> _TASK_: Extract the listing below in full, unchanged.

> _TASK MATERIAL_:
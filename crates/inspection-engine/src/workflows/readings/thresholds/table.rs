use std::collections::BTreeMap;
use std::fs::File;
use std::io::{BufReader, Read};
use std::path::{Path, PathBuf};

use serde::{Deserialize, Serialize};

use crate::workflows::readings::domain::{CheckResult, Chemistry, EquipmentStatus, FieldCheck};

const STANDARD_VERSION: &str = "2024.1";

/// Absolute block-voltage limits used for battery condition monitors.
#[derive(Debug, Clone, Copy, PartialEq, Serialize, Deserialize)]
pub struct BcmLimits {
    pub replace_floor: f64,
    pub replace_low: f64,
    pub monitor_low: f64,
}

/// Percent-of-reference bands for the two conductance instrument scales.
#[derive(Debug, Clone, Copy, PartialEq, Serialize, Deserialize)]
pub struct ConductanceBands {
    pub conductance_monitor_pct: f64,
    pub conductance_replace_pct: f64,
    pub impedance_monitor_pct: f64,
    pub impedance_replace_pct: f64,
}

#[derive(Debug, Clone, Copy, PartialEq, Serialize, Deserialize)]
pub struct TypeValueOffsets {
    pub replace: f64,
    pub monitor: f64,
}

/// One row of the field-to-severity table consulted by the status reducer.
#[derive(Debug, Clone, Copy, PartialEq, Eq, Serialize, Deserialize)]
pub struct SeverityRule {
    pub field: FieldCheck,
    pub bad: CheckResult,
    pub severity: EquipmentStatus,
}

impl SeverityRule {
    const fn fail(field: FieldCheck, severity: EquipmentStatus) -> Self {
        Self {
            field,
            bad: CheckResult::Fail,
            severity,
        }
    }
}

/// Versioned numeric policy: lifetimes, nominal voltages, fixed limits, and field severities.
#[derive(Debug, Clone, PartialEq, Serialize, Deserialize)]
pub struct PolicyTable {
    pub version: String,
    pub lifetimes: BTreeMap<Chemistry, u32>,
    pub nominal_cell_voltage: BTreeMap<Chemistry, f64>,
    pub bcm: BcmLimits,
    pub conductance: ConductanceBands,
    pub type_value: TypeValueOffsets,
    pub severity_rules: Vec<SeverityRule>,
}

impl PolicyTable {
    pub fn standard() -> Self {
        let lifetimes = BTreeMap::from([
            (Chemistry::Vrla, 5),
            (Chemistry::Flooded, 20),
            (Chemistry::NiCad, 20),
            (Chemistry::LithiumIon, 10),
        ]);

        let nominal_cell_voltage = BTreeMap::from([
            (Chemistry::Vrla, 2.11),
            (Chemistry::Flooded, 2.06),
            (Chemistry::NiCad, 1.2),
            (Chemistry::LithiumIon, 3.2),
        ]);

        let severity_rules = vec![
            SeverityRule::fail(
                FieldCheck::ChargingVoltage,
                EquipmentStatus::CriticalDeficiency,
            ),
            SeverityRule::fail(
                FieldCheck::TerminalTorque,
                EquipmentStatus::OnlineMajorDeficiency,
            ),
            SeverityRule::fail(
                FieldCheck::IntercellConnectors,
                EquipmentStatus::OnlineMajorDeficiency,
            ),
            SeverityRule::fail(
                FieldCheck::ElectrolyteLevel,
                EquipmentStatus::OnlineMajorDeficiency,
            ),
            SeverityRule::fail(
                FieldCheck::RippleCurrent,
                EquipmentStatus::OnlineMinorDeficiency,
            ),
            SeverityRule::fail(
                FieldCheck::CaseCondition,
                EquipmentStatus::OnlineMinorDeficiency,
            ),
            SeverityRule::fail(FieldCheck::VentCaps, EquipmentStatus::OnlineMinorDeficiency),
            SeverityRule::fail(
                FieldCheck::AmbientTemperature,
                EquipmentStatus::OnlineMinorDeficiency,
            ),
            SeverityRule::fail(
                FieldCheck::Cleanliness,
                EquipmentStatus::OnlineMinorDeficiency,
            ),
        ];

        Self {
            version: STANDARD_VERSION.to_string(),
            lifetimes,
            nominal_cell_voltage,
            bcm: BcmLimits {
                replace_floor: 0.0,
                replace_low: 24.0,
                monitor_low: 25.6,
            },
            conductance: ConductanceBands {
                conductance_monitor_pct: 0.70,
                conductance_replace_pct: 0.60,
                impedance_monitor_pct: 1.40,
                impedance_replace_pct: 1.50,
            },
            type_value: TypeValueOffsets {
                replace: 0.2,
                monitor: 0.5,
            },
            severity_rules,
        }
    }

    pub fn from_path(path: impl AsRef<Path>) -> Result<Self, PolicyError> {
        let path = path.as_ref();
        let file = File::open(path).map_err(|source| PolicyError::Io {
            path: path.to_path_buf(),
            source,
        })?;
        Self::from_reader(BufReader::new(file))
    }

    pub fn from_reader<R: Read>(reader: R) -> Result<Self, PolicyError> {
        let table: PolicyTable = serde_json::from_reader(reader)?;
        table.validate()?;
        Ok(table)
    }

    pub fn validate(&self) -> Result<(), PolicyError> {
        if self.version.trim().is_empty() {
            return Err(PolicyError::Invalid("version must not be empty".to_string()));
        }

        if let Some((chemistry, _)) = self.lifetimes.iter().find(|(_, years)| **years == 0) {
            return Err(PolicyError::Invalid(format!(
                "lifetime for {} must be at least one year",
                chemistry.label()
            )));
        }

        let bands = &self.conductance;
        let percentages = [
            bands.conductance_monitor_pct,
            bands.conductance_replace_pct,
            bands.impedance_monitor_pct,
            bands.impedance_replace_pct,
        ];
        if percentages
            .iter()
            .any(|pct| !pct.is_finite() || *pct <= 0.0)
        {
            return Err(PolicyError::Invalid(
                "conductance percentages must be positive".to_string(),
            ));
        }

        if self.bcm.replace_low > self.bcm.monitor_low {
            return Err(PolicyError::Invalid(
                "BCM replace limit must not exceed the monitor limit".to_string(),
            ));
        }

        Ok(())
    }

    pub fn lifetime_for(&self, chemistry: Chemistry) -> Option<u32> {
        self.lifetimes.get(&chemistry).copied()
    }

    pub fn nominal_cell_voltage_for(&self, chemistry: Chemistry) -> Option<f64> {
        self.nominal_cell_voltage.get(&chemistry).copied()
    }
}

impl Default for PolicyTable {
    fn default() -> Self {
        Self::standard()
    }
}

#[derive(Debug, thiserror::Error)]
pub enum PolicyError {
    #[error("unable to read policy table {path:?}: {source}")]
    Io {
        path: PathBuf,
        source: std::io::Error,
    },
    #[error("invalid policy table JSON: {0}")]
    Parse(#[from] serde_json::Error),
    #[error("policy table rejected: {0}")]
    Invalid(String),
}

> _EXPECTED ANSWER_:
filename crates/inspection-engine/src/workflows/readings/thresholds/table.rs
use std::collections::BTreeMap;
use std::fs::File;
use std::io::{BufReader, Read};
use std::path::{Path, PathBuf};

use serde::{Deserialize, Serialize};

use crate::workflows::readings::domain::{CheckResult, Chemistry, EquipmentStatus, FieldCheck};

const STANDARD_VERSION: &str = "2024.1";

/// Absolute block-voltage limits used for battery condition monitors.
#[derive(Debug, Clone, Copy, PartialEq, Serialize, Deserialize)]
pub struct BcmLimits {
    pub replace_floor: f64,
    pub replace_low: f64,
    pub monitor_low: f64,
}

/// Percent-of-reference bands for the two conductance instrument scales.
#[derive(Debug, Clone, Copy, PartialEq, Serialize, Deserialize)]
pub struct ConductanceBands {
    pub conductance_monitor_pct: f64,
    pub conductance_replace_pct: f64,
    pub impedance_monitor_pct: f64,
    pub impedance_replace_pct: f64,
}

#[derive(Debug, Clone, Copy, PartialEq, Serialize, Deserialize)]
pub struct TypeValueOffsets {
    pub replace: f64,
    pub monitor: f64,
}

/// One row of the field-to-severity table consulted by the status reducer.
#[derive(Debug, Clone, Copy, PartialEq, Eq, Serialize, Deserialize)]
pub struct SeverityRule {
    pub field: FieldCheck,
    pub bad: CheckResult,
    pub severity: EquipmentStatus,
}

impl SeverityRule {
    const fn fail(field: FieldCheck, severity: EquipmentStatus) -> Self {
        Self {
            field,
            bad: CheckResult::Fail,
            severity,
        }
    }
}

/// Versioned numeric policy: lifetimes, nominal voltages, fixed limits, and field severities.
#[derive(Debug, Clone, PartialEq, Serialize, Deserialize)]
pub struct PolicyTable {
    pub version: String,
    pub lifetimes: BTreeMap<Chemistry, u32>,
    pub nominal_cell_voltage: BTreeMap<Chemistry, f64>,
    pub bcm: BcmLimits,
    pub conductance: ConductanceBands,
    pub type_value: TypeValueOffsets,
    pub severity_rules: Vec<SeverityRule>,
}

impl PolicyTable {
    pub fn standard() -> Self {
        let lifetimes = BTreeMap::from([
            (Chemistry::Vrla, 5),
            (Chemistry::Flooded, 20),
            (Chemistry::NiCad, 20),
            (Chemistry::LithiumIon, 10),
        ]);

        let nominal_cell_voltage = BTreeMap::from([
            (Chemistry::Vrla, 2.11),
            (Chemistry::Flooded, 2.06),
            (Chemistry::NiCad, 1.2),
            (Chemistry::LithiumIon, 3.2),
        ]);

        let severity_rules = vec![
            SeverityRule::fail(
                FieldCheck::ChargingVoltage,
                EquipmentStatus::CriticalDeficiency,
            ),
            SeverityRule::fail(
                FieldCheck::TerminalTorque,
                EquipmentStatus::OnlineMajorDeficiency,
            ),
            SeverityRule::fail(
                FieldCheck::IntercellConnectors,
                EquipmentStatus::OnlineMajorDeficiency,
            ),
            SeverityRule::fail(
                FieldCheck::ElectrolyteLevel,
                EquipmentStatus::OnlineMajorDeficiency,
            ),
            SeverityRule::fail(
                FieldCheck::RippleCurrent,
                EquipmentStatus::OnlineMinorDeficiency,
            ),
            SeverityRule::fail(
                FieldCheck::CaseCondition,
                EquipmentStatus::OnlineMinorDeficiency,
            ),
            SeverityRule::fail(FieldCheck::VentCaps, EquipmentStatus::OnlineMinorDeficiency),
            SeverityRule::fail(
                FieldCheck::AmbientTemperature,
                EquipmentStatus::OnlineMinorDeficiency,
            ),
            SeverityRule::fail(
                FieldCheck::Cleanliness,
                EquipmentStatus::OnlineMinorDeficiency,
            ),
        ];

        Self {
            version: STANDARD_VERSION.to_string(),
            lifetimes,
            nominal_cell_voltage,
            bcm: BcmLimits {
                replace_floor: 0.0,
                replace_low: 24.0,
                monitor_low: 25.6,
            },
            conductance: ConductanceBands {
                conductance_monitor_pct: 0.70,
                conductance_replace_pct: 0.60,
                impedance_monitor_pct: 1.40,
                impedance_replace_pct: 1.50,
            },
            type_value: TypeValueOffsets {
                replace: 0.2,
                monitor: 0.5,
            },
            severity_rules,
        }
    }

    pub fn from_path(path: impl AsRef<Path>) -> Result<Self, PolicyError> {
        let path = path.as_ref();
        let file = File::open(path).map_err(|source| PolicyError::Io {
            path: path.to_path_buf(),
            source,
        })?;
        Self::from_reader(BufReader::new(file))
    }

    pub fn from_reader<R: Read>(reader: R) -> Result<Self, PolicyError> {
        let table: PolicyTable = serde_json::from_reader(reader)?;
        table.validate()?;
        Ok(table)
    }

    pub fn validate(&self) -> Result<(), PolicyError> {
        if self.version.trim().is_empty() {
            return Err(PolicyError::Invalid("version must not be empty".to_string()));
        }

        if let Some((chemistry, _)) = self.lifetimes.iter().find(|(_, years)| **years == 0) {
            return Err(PolicyError::Invalid(format!(
                "lifetime for {} must be at least one year",
                chemistry.label()
            )));
        }

        let bands = &self.conductance;
        let percentages = [
            bands.conductance_monitor_pct,
            bands.conductance_replace_pct,
            bands.impedance_monitor_pct,
            bands.impedance_replace_pct,
        ];
        if percentages
            .iter()
            .any(|pct| !pct.is_finite() || *pct <= 0.0)
        {
            return Err(PolicyError::Invalid(
                "conductance percentages must be positive".to_string(),
            ));
        }

        if self.bcm.replace_low > self.bcm.monitor_low {
            return Err(PolicyError::Invalid(
                "BCM replace limit must not exceed the monitor limit".to_string(),
            ));
        }

        Ok(())
    }

    pub fn lifetime_for(&self, chemistry: Chemistry) -> Option<u32> {
        self.lifetimes.get(&chemistry).copied()
    }

    pub fn nominal_cell_voltage_for(&self, chemistry: Chemistry) -> Option<f64> {
        self.nominal_cell_voltage.get(&chemistry).copied()
    }
}

impl Default for PolicyTable {
    fn default() -> Self {
        Self::standard()
    }
}

#[derive(Debug, thiserror::Error)]
pub enum PolicyError {
    #[error("unable to read policy table {path:?}: {source}")]
    Io {
        path: PathBuf,
        source: std::io::Error,
    },
    #[error("invalid policy table JSON: {0}")]
    Parse(#[from] serde_json::Error),
    #[error("policy table rejected: {0}")]
    Invalid(String),
}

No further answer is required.